Molecular Modeling of Pathogenic Mutations in the Keratin 1B Domain

Round 1

Reviewer 1 Report

This work is interesting however one cannot escape the fact that it is an ”in silico” work and no experimental data from the wet lab is available in support of the conclusions. The data presented is novel, but I wonder how the authors see this work advancing the knowledge in this research area, as the structural (computer) model is a theoretical model above all.
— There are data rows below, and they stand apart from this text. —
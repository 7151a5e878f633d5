pub mod cli;
pub mod decoder;
mod error;
pub mod logging;
pub mod report;
pub mod validator;

pub use decoder::{GuessingDecoder, ImageDecoder, ValidationConfig};
pub use error::{Result, ValidateError};
pub use validator::{ImageValidator, Outcome, ValidationResult};
impl ColumnLayout {
    fn format(&self, labels: &[&str]) -> String {
        if labels.is_empty() {
            return String::new();
        }
        let widths: Vec<usize> = labels.iter().map(|it| display_width(it)).collect();
        let (rows, column_widths) = (1..=labels.len())
            .rev()
            .map(|columns| self.column_widths(&widths, columns))
            .find(|(_, column_widths)| {
                column_widths.iter().sum::<usize>() + COLUMN_GAP * (column_widths.len() - 1)
                    <= self.width
            })
            .unwrap_or_else(|| self.column_widths(&widths, 1));

        let columns = column_widths.len();
        let mut lines = vec![];
        for row in 0..rows {
            let mut line = String::new();
            for (column, column_width) in column_widths.iter().enumerate() {
                let index = self.index(row, column, rows, columns);
                let Some(label) = labels.get(index) else {
                    continue;
                };
                if !line.is_empty() {
                    line.push_str(&" ".repeat(COLUMN_GAP));
                }
                line.push_str(label);
                line.push_str(&" ".repeat(column_width.saturating_sub(widths[index])));
            }
            lines.push(line.trim_end().to_string());
        }
        lines.join("\n")
    }

    fn index(&self, row: usize, column: usize, rows: usize, columns: usize) -> usize {
        if self.rows_first {
            row * columns + column
        } else {
            column * rows + row
        }
    }

    /// Rows needed and each column's width, for `columns` columns.
    fn column_widths(&self, widths: &[usize], columns: usize) -> (usize, Vec<usize>) {
        let rows = widths.len().div_ceil(columns);
        let columns = widths.len().div_ceil(rows);
        let widest = widths.iter().copied().max().unwrap_or(0);
        let column_widths = (0..columns)
            .map(|column| {
                if !self.packed {
                    return widest;
                }
                (0..rows)
                    .filter_map(|row| widths.get(self.index(row, column, rows, columns)))
                    .copied()
                    .max()
                    .unwrap_or(0)
            })
            .collect();
        (rows, column_widths)
    }
}

pub(super) fn complete_word(reader: &mut LineReader) -> WidgetResult {
    complete(reader, CompleteRequest::default())
}

pub(super) fn complete_prefix(reader: &mut LineReader) -> WidgetResult {
    complete(reader, CompleteRequest {
        prefix_only: true,
        ..Default::default()
    })
}

/// Expand history references if there are any, otherwise complete.
pub(super) fn expand_or_complete(reader: &mut LineReader, prefix_only: bool) -> WidgetResult {
    if try_history_expansion(reader) {
        return Ok(true);
    }
    complete(reader, CompleteRequest {
        prefix_only,
        ..Default::default()
    })
}

pub(super) fn menu_complete(reader: &mut LineReader, forward: bool) -> WidgetResult {
    if reader.state.mode.mode() == EditMode::Menu && reader.state.menu.is_some() {
        menu_step(reader, forward);
        return Ok(true);
    }
    complete(reader, CompleteRequest {
        menu: true,
        reverse: !forward,
        ..Default::default()
    })
}

pub(super) fn menu_expand_or_complete(reader: &mut LineReader) -> WidgetResult {
    if reader.state.mode.mode() != EditMode::Menu && try_history_expansion(reader) {
        return Ok(true);
    }
    menu_complete(reader, true)
}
In my opinion, the paper feels a bit ”flat”, as the final conclusions fall somewhat short of what the nice images/figures introduce us to. The discussion section to me lacks information in the sense how this extends the knowledge in the area.

Author Response

Response: We appreciate R1 recognizing the novelty of this work and the quality of the figures, and for the constructive comments about the in silico nature of the work, the biochemistry, and the knowledge in the field. In short, while this is in silico, all of this work is based off of our lab’s experimentally determined x-ray crystal structure of the K1/K10 1B tetramer. This is the only keratin tetramer ever experimentally determined, which is what put us in position to make high quality in silico observations. We agree that additional biochemistry should be done to examine and validate the properties of these mutations; but we believe this is beyond the scope of this manuscript which is about the modeling. We note that the COVID 19 pandemic, and its impact on our lab’s wetlab operations, precludes us from performing the biochemistry work at this time. To address these concerns, we have added the following:

An addition in the last paragraph of the Introduction (page 2 lines 66-67) emphasizing experimentally determined:

“The keratin structures represent the only heteromeric 1B structures to date, and as such they are quality experimentally determinedtemplates for modeling 1B domains from other keratin pairs.”
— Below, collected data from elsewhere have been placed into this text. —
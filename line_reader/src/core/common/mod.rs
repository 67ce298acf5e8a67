// Copyright (c) 2025 R3BL LLC. Licensed under Apache License, Version 2.0.

// Attach.
mod decl_macros;
mod ring_buffer;

// Re-export.
pub use ring_buffer::*;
We also added a paragraph (second to last paragraph) in the Discussion on page 12 (lines 301-306):

“The molecular modeling presented here establishes a foundation for designing future biochemical studies to validate the predicted amino acid properties of these keratin mutations. While the modeling is in silico, this computational structural biology is based on an experimentally derived keratin 1/10 tetrameric crystal structure, and thus is more reliable than ab initiostructure prediction. The analysis of pathogenic K1 mutations mapped onto the 1B structure advances our knowledge of how disease-causing keratin mutations alter the various stages of mature filament assembly.”

Reviewer 2 Report

The manuscript entitled "Molecular modeling of pathogenic mutations in the
keratin 1B domain" describes a molecular modeling method describing the possible mutations in keratin.

the manuscript is well organized and discussed. The results were compared with literature and similar studies.
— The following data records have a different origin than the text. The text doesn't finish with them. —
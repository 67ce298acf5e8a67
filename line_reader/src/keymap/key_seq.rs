// Copyright (c) 2025 R3BL LLC. Licensed under Apache License, Version 2.0.

//! Key binding notation.
//!
//! | Notation                     | Key                                   |
//! |------------------------------|---------------------------------------|
//! | `^X`                         | Ctrl + X (`^?` is Backspace, `^[` Esc) |
//! | `\eX`, `M-X`, `\M-X`         | Alt + X                               |
//! | `\e` at the end              | Esc                                   |
//! | `C-X`, `\C-X`                | Ctrl + X                              |
//! | `<Up>`, `<F5>`, `<C-Left>`   | Named keys, optionally with `C-`/`S-`/`M-` |
//! | `\\`, `\^`, `\<`             | The literal char                      |
//! | `\n`, `\r`, `\t`             | Ctrl-J, Enter, Tab                    |
//! | anything else                | That char                             |

use miette::Diagnostic;
use nom::{IResult, Parser,
          branch::alt,
          bytes::complete::{tag, take_while1},
          character::complete::{anychar, char},
          combinator::{map, map_opt, opt},
          sequence::{delimited, preceded}};
use smallvec::SmallVec;
use thiserror::Error;

use crate::{FunctionKey, Key, KeyPress, ModifierKeysMask, SpecialKey};

/// Most bindings are one or two keys long.
pub type KeySeq = SmallVec<[KeyPress; 4]>;

#[derive(Debug, Error, Diagnostic, PartialEq, Eq)]
pub enum KeySeqParseError {
    #[error("empty key sequence")]
    #[diagnostic(code(line_reader::key_seq::empty))]
    Empty,

    #[error("can't parse key sequence {notation:?} at {rest:?}")]
    #[diagnostic(code(line_reader::key_seq::invalid))]
    Invalid { notation: String, rest: String },
}

/// Parse binding notation into a key sequence.
///
/// # Errors
///
/// Returns [`KeySeqParseError::Empty`] for an empty string.
pub fn parse_key_seq(notation: &str) -> Result<KeySeq, KeySeqParseError> {
    if notation.is_empty() {
        return Err(KeySeqParseError::Empty);
    }
    let mut keys = KeySeq::new();
    let mut rest = notation;
    while !rest.is_empty() {
        match parse_key(rest) {
            Ok((remaining, key)) => {
                keys.push(key);
                rest = remaining;
            }
            Err(_) => {
                return Err(KeySeqParseError::Invalid {
                    notation: notation.to_string(),
                    rest: rest.to_string(),
                });
            }
        }
    }
    Ok(keys)
}

/// Render a key sequence in the notation [`parse_key_seq`] reads.
#[must_use]
pub fn key_seq_to_string(keys: &[KeyPress]) -> String {
    keys.iter().map(ToString::to_string).collect()
}

fn parse_key(input: &str) -> IResult<&str, KeyPress> {
    alt((
        parse_escape_prefix,
        parse_meta_dash,
        parse_ctrl_dash,
        parse_caret,
        parse_named_key,
        parse_backslash_escape,
        map(anychar, KeyPress::ch),
    ))
    .parse(input)
}

fn with_alt(key: KeyPress) -> KeyPress { KeyPress::new(key.key(), key.mask().with_alt()) }

/// `\e` followed by a key is Alt + key; a trailing `\e` is Esc.
fn parse_escape_prefix(input: &str) -> IResult<&str, KeyPress> {
    map(
        preceded(alt((tag("\\e"), tag("\\E"))), opt(parse_key)),
        |key| match key {
            Some(key) => with_alt(key),
            None => KeyPress::special(SpecialKey::Esc),
        },
    )
    .parse(input)
}

fn parse_meta_dash(input: &str) -> IResult<&str, KeyPress> {
    map(preceded(alt((tag("\\M-"), tag("M-"))), parse_key), with_alt).parse(input)
}

fn parse_ctrl_dash(input: &str) -> IResult<&str, KeyPress> {
    map(preceded(alt((tag("\\C-"), tag("C-"))), anychar), KeyPress::ctrl).parse(input)
}

fn parse_caret(input: &str) -> IResult<&str, KeyPress> {
    map(preceded(char('^'), anychar), KeyPress::ctrl).parse(input)
}

fn parse_named_key(input: &str) -> IResult<&str, KeyPress> {
    map_opt(
        delimited(char('<'), take_while1(|ch: char| ch != '>' && ch != '<'), char('>')),
        named_key,
    )
    .parse(input)
}

fn parse_backslash_escape(input: &str) -> IResult<&str, KeyPress> {
    map(preceded(char('\\'), anychar), |ch| match ch {
        'n' => KeyPress::ctrl('j'),
        'r' => KeyPress::special(SpecialKey::Enter),
        't' => KeyPress::special(SpecialKey::Tab),
        other => KeyPress::ch(other),
    })
    .parse(input)
}

fn named_key(name: &str) -> Option<KeyPress> {
    let mut mask = ModifierKeysMask::new();
    let mut rest = name;
    loop {
        if let Some(stripped) = rest.strip_prefix("C-") {
            mask = mask.with_ctrl();
            rest = stripped;
        } else if let Some(stripped) = rest.strip_prefix("S-") {
            mask = mask.with_shift();
            rest = stripped;
        } else if let Some(stripped) = rest.strip_prefix("M-") {
            mask = mask.with_alt();
            rest = stripped;
        } else {
            break;
        }
    }

    let key = match rest.to_ascii_lowercase().as_str() {
        "up" => Key::SpecialKey(SpecialKey::Up),
        "down" => Key::SpecialKey(SpecialKey::Down),
        "left" => Key::SpecialKey(SpecialKey::Left),
        "right" => Key::SpecialKey(SpecialKey::Right),
        "home" => Key::SpecialKey(SpecialKey::Home),
        "end" => Key::SpecialKey(SpecialKey::End),
        "pageup" | "pgup" => Key::SpecialKey(SpecialKey::PageUp),
        "pagedown" | "pgdn" => Key::SpecialKey(SpecialKey::PageDown),
        "del" | "delete" => Key::SpecialKey(SpecialKey::Delete),
        "ins" | "insert" => Key::SpecialKey(SpecialKey::Insert),
        "bs" | "backspace" => Key::SpecialKey(SpecialKey::Backspace),
        "enter" | "cr" | "return" => Key::SpecialKey(SpecialKey::Enter),
        "tab" => Key::SpecialKey(SpecialKey::Tab),
        "backtab" => Key::SpecialKey(SpecialKey::BackTab),
        "esc" | "escape" => Key::SpecialKey(SpecialKey::Esc),
        "space" => Key::Character(' '),
        lower => {
            let number = lower.strip_prefix('f')?.parse::<u8>().ok()?;
            Key::FunctionKey(FunctionKey::from_number(number)?)
        }
    };
    Some(KeyPress::new(key, mask))
}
In my opinion the paper is suitable to be published in International Journal of Molecular Sciences after minor revisions.

Comments:

The abbreviations should be described when used for the first time

Figure should be written Figure and not Fig. in the main text

The references are not formatted according to the guideleines. Please correct.

Author Response

Reviewer 2: The abbreviations should be described when used for the first time.

Response: We have gone through the manuscript and updated all abbreviations with a proper description when used for the first time.

Reviewer 2: Figure should be written Figure and not Fig. in the main text.

Response: All instances of “Fig.” in the manuscript have been replaced with “Figure”.

Reviewer 2: The references are not formatted according to the guidelines. Please correct.

Response: The references have been updated to MDPI format.